- _Problem_
Show the lines below where "Json" occurs.

[Dataset entries]

════

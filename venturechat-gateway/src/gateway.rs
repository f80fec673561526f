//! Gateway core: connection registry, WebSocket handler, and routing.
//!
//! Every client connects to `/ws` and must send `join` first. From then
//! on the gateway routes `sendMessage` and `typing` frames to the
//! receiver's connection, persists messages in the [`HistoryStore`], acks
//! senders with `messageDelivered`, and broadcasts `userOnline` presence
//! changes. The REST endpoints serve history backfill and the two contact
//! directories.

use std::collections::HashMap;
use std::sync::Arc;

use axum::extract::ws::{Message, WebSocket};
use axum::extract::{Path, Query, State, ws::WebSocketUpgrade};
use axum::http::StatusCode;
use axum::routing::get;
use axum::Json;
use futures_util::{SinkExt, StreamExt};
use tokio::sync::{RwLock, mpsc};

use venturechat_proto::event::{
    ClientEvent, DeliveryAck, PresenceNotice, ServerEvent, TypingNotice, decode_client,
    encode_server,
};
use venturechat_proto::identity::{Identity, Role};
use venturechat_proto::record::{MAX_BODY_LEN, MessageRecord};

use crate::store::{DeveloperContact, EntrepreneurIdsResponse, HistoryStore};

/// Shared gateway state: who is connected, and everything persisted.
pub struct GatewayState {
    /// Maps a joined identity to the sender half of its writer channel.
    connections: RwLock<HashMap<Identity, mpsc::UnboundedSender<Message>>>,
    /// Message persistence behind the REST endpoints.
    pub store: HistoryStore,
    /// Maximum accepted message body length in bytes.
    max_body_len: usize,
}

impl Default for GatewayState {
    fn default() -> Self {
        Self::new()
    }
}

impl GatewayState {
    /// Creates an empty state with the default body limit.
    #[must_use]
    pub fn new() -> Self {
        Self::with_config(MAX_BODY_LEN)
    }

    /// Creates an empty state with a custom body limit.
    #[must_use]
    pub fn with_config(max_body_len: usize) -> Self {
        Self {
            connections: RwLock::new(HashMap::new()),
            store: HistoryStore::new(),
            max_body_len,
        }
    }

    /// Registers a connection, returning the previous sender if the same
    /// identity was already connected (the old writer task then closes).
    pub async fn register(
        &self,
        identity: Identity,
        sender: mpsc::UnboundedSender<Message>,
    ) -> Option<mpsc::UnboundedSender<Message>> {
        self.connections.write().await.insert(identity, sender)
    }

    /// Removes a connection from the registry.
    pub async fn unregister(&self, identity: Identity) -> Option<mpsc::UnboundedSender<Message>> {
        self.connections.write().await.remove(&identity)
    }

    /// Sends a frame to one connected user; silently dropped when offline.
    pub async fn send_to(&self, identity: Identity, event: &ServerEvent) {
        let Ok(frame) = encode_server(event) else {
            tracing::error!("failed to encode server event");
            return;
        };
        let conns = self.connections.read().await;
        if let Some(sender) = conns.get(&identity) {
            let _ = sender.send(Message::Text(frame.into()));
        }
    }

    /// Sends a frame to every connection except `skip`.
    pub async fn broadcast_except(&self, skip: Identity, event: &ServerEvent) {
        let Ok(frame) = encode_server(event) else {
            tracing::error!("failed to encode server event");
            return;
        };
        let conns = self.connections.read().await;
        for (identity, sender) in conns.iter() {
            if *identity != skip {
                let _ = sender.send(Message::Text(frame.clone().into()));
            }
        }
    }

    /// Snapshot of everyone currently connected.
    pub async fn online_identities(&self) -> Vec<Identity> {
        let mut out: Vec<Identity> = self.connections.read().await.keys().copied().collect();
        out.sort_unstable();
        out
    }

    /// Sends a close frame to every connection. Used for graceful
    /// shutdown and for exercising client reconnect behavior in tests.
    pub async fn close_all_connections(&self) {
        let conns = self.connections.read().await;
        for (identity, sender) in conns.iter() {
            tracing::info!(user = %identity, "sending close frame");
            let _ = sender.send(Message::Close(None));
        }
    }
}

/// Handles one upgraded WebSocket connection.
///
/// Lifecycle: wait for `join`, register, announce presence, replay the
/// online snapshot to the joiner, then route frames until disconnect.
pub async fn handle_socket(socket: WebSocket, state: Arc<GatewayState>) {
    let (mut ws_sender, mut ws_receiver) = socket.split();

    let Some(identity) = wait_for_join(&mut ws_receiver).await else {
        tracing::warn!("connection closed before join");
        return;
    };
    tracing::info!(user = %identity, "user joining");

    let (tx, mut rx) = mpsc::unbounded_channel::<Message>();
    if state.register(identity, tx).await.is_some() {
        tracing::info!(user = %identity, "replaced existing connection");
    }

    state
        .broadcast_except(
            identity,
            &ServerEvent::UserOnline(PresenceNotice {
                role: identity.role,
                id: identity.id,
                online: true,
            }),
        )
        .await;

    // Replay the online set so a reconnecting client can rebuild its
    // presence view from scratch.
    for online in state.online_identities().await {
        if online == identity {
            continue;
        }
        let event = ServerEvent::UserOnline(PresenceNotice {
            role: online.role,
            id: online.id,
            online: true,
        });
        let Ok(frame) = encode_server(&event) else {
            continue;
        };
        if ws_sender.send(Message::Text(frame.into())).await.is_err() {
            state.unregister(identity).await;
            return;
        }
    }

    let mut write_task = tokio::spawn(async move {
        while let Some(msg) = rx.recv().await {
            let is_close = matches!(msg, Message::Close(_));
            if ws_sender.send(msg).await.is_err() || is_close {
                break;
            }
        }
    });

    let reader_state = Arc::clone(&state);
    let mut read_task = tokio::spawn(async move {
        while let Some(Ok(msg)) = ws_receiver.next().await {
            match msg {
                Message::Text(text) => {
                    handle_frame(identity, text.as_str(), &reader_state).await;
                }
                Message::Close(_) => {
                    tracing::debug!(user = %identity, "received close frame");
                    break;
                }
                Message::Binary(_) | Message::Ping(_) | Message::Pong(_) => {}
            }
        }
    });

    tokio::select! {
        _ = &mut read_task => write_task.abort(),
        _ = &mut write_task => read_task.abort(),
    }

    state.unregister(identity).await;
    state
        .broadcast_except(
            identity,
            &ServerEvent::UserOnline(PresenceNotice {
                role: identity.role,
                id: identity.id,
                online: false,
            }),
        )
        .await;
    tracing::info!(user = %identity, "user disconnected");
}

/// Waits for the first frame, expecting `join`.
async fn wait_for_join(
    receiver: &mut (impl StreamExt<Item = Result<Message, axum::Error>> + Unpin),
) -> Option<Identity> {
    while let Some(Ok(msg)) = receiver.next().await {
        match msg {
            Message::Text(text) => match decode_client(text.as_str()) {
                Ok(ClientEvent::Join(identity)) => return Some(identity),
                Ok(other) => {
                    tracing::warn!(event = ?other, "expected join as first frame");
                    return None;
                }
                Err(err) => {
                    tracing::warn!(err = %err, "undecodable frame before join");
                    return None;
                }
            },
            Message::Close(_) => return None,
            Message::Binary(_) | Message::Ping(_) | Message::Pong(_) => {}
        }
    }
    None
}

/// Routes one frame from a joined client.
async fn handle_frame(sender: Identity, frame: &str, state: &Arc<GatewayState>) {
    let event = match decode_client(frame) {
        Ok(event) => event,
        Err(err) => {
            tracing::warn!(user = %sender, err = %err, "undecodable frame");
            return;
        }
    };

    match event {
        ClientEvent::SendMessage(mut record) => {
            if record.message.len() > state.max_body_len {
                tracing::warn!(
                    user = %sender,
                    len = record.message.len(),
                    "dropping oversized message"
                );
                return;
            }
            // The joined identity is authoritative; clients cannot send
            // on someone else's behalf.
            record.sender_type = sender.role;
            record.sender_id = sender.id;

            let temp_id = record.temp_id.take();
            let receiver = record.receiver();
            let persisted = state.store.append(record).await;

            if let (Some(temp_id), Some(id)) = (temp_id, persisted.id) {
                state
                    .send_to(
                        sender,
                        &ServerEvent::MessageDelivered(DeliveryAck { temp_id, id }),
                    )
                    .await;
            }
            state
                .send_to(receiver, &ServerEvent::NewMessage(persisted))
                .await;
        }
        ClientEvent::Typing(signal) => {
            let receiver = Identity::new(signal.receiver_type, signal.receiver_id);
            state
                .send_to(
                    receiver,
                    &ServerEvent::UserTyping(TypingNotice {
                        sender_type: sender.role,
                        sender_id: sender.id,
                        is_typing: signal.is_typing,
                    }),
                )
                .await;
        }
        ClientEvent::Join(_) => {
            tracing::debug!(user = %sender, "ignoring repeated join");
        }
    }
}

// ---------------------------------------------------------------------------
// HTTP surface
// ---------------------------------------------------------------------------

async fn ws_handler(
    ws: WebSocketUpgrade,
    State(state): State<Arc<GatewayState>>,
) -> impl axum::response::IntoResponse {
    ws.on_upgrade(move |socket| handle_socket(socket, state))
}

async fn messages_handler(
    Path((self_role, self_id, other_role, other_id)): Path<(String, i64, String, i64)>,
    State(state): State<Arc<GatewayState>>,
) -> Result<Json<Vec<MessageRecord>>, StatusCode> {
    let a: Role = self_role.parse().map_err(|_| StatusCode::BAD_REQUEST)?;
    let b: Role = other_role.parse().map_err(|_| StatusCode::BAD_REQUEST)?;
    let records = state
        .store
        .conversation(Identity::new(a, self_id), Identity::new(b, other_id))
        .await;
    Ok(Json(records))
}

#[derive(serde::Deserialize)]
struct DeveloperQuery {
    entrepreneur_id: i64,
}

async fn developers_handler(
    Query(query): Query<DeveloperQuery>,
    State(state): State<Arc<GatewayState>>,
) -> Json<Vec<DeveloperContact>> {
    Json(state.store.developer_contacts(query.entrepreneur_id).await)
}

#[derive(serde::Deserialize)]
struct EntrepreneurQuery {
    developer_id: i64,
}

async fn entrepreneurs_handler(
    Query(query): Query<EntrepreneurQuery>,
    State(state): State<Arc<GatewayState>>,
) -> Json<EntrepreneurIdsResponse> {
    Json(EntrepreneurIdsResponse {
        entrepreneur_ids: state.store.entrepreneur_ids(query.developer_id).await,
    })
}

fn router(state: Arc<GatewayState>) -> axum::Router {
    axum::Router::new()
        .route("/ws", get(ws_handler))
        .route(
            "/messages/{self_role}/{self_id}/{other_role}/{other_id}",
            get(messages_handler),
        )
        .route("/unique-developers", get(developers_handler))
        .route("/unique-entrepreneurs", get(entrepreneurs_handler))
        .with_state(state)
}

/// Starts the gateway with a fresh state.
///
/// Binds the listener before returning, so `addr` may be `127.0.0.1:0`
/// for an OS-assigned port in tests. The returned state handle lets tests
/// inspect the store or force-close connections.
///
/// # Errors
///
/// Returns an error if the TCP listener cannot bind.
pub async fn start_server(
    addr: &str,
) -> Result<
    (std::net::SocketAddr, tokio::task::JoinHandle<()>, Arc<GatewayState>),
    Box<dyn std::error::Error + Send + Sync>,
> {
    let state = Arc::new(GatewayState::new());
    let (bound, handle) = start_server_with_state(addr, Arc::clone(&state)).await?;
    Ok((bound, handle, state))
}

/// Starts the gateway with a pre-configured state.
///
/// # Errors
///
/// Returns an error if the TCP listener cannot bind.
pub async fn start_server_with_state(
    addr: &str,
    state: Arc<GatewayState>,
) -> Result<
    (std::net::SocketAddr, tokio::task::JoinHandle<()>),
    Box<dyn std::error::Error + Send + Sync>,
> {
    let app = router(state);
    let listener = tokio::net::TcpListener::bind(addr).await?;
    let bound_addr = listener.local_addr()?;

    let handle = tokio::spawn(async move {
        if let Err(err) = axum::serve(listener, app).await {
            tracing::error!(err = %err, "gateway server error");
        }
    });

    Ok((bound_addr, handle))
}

════

- _Completed task_
use axum::Json;
) -> Result<Json<Vec<MessageRecord>>, StatusCode> {
    Ok(Json(records))
) -> Json<Vec<DeveloperContact>> {
    Json(state.store.developer_contacts(query.entrepreneur_id).await)
) -> Json<EntrepreneurIdsResponse> {
    Json(EntrepreneurIdsResponse {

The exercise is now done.